Stored items:
○ ○ ○ ○ ○

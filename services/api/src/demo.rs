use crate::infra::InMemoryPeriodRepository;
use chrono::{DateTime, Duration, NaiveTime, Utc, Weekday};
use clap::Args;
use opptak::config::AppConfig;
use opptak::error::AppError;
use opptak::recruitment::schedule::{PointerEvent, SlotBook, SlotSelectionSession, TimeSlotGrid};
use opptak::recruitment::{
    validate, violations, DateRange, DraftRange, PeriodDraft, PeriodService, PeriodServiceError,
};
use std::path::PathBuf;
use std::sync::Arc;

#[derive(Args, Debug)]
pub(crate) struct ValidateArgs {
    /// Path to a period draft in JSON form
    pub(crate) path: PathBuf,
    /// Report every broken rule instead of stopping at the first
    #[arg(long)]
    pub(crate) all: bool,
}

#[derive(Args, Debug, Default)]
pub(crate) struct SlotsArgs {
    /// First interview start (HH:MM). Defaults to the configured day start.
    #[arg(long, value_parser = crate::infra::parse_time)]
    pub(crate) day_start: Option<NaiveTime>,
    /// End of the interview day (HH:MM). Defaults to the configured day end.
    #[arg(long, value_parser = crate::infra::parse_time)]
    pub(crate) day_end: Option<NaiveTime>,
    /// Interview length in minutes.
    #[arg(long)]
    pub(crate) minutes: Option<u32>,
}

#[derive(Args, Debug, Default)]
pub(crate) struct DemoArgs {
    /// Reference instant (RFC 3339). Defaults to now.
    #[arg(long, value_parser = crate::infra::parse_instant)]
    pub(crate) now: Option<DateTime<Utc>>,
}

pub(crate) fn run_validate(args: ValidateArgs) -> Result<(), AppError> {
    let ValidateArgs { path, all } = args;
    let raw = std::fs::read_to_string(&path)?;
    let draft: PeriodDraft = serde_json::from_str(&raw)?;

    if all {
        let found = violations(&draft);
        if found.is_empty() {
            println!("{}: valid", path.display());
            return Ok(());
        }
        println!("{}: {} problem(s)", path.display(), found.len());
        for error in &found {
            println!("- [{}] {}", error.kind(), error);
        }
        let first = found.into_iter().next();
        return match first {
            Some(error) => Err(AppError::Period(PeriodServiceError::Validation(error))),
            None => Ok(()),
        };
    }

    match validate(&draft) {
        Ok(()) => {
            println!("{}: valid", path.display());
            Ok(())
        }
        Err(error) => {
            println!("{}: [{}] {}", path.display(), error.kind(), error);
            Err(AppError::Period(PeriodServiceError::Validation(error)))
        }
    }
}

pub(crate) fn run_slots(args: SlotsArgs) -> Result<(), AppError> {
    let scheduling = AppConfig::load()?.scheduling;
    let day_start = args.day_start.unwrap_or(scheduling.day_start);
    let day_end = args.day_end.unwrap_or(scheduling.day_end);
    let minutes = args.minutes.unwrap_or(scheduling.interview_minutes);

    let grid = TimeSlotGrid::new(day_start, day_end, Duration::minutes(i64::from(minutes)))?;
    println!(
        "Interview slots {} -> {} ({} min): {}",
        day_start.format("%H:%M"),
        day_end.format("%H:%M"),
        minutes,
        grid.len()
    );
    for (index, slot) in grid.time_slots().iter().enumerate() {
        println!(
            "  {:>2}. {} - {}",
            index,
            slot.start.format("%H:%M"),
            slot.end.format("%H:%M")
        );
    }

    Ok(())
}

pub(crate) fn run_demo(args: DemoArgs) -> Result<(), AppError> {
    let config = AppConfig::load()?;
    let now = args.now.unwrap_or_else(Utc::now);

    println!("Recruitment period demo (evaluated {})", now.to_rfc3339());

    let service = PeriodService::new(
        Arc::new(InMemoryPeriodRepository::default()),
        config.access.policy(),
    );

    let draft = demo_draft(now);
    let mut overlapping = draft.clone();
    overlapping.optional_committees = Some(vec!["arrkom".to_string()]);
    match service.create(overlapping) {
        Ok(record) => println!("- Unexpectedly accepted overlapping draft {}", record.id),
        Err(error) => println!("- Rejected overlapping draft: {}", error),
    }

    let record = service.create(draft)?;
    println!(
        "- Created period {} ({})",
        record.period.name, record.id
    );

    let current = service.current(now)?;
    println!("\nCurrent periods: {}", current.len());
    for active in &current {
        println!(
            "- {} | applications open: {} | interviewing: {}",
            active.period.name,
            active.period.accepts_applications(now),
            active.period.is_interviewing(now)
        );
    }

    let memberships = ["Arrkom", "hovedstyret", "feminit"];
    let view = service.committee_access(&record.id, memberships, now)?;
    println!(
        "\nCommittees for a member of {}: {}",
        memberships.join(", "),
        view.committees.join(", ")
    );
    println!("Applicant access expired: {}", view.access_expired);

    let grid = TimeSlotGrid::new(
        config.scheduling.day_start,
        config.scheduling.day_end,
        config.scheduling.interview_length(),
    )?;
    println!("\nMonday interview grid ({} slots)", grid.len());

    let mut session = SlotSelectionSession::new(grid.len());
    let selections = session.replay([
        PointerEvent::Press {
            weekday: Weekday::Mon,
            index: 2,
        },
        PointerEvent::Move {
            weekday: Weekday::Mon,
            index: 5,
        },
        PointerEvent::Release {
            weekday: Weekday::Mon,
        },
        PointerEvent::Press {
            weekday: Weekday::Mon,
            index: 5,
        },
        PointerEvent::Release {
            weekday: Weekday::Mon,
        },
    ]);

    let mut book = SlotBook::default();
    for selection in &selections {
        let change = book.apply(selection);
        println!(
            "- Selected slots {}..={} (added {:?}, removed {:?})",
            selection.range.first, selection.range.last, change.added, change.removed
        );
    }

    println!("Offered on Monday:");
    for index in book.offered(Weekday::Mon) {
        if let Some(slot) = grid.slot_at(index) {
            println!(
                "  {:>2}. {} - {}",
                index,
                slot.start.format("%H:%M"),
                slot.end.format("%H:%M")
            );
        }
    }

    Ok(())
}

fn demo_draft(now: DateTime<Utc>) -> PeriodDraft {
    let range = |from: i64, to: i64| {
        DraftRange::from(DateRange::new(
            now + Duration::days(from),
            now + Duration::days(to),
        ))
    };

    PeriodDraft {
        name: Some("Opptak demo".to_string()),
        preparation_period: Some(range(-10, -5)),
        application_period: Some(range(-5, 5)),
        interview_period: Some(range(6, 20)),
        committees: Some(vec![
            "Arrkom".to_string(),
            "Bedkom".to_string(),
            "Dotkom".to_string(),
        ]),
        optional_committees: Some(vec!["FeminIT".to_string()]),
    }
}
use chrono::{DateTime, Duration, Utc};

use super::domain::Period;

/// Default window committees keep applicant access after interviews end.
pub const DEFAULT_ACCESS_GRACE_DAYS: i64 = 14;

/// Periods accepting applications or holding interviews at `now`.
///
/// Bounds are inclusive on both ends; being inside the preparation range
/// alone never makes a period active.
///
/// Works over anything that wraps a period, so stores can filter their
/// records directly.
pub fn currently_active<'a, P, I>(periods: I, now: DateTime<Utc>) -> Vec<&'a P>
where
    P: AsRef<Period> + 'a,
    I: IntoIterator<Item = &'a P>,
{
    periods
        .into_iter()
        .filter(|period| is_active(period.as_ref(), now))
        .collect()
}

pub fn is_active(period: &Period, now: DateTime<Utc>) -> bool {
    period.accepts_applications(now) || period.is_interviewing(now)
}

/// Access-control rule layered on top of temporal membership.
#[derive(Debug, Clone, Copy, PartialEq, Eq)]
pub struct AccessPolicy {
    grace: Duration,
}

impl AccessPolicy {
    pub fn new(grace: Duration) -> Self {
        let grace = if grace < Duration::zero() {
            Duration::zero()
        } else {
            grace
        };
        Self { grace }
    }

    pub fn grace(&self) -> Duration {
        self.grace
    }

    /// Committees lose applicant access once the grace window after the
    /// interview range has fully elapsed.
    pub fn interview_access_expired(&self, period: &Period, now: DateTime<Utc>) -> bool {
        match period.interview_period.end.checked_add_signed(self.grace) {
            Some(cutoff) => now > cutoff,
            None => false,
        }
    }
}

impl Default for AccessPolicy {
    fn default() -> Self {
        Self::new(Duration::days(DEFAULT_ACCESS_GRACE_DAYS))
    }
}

○ ○ ○ ○ ○

What is expected | The word to find is "found". Copy every line of the data that holds it.

Exercise answer |
        let found = violations(&draft);
        if found.is_empty() {
        println!("{}: {} problem(s)", path.display(), found.len());
        for error in &found {
        let first = found.into_iter().next();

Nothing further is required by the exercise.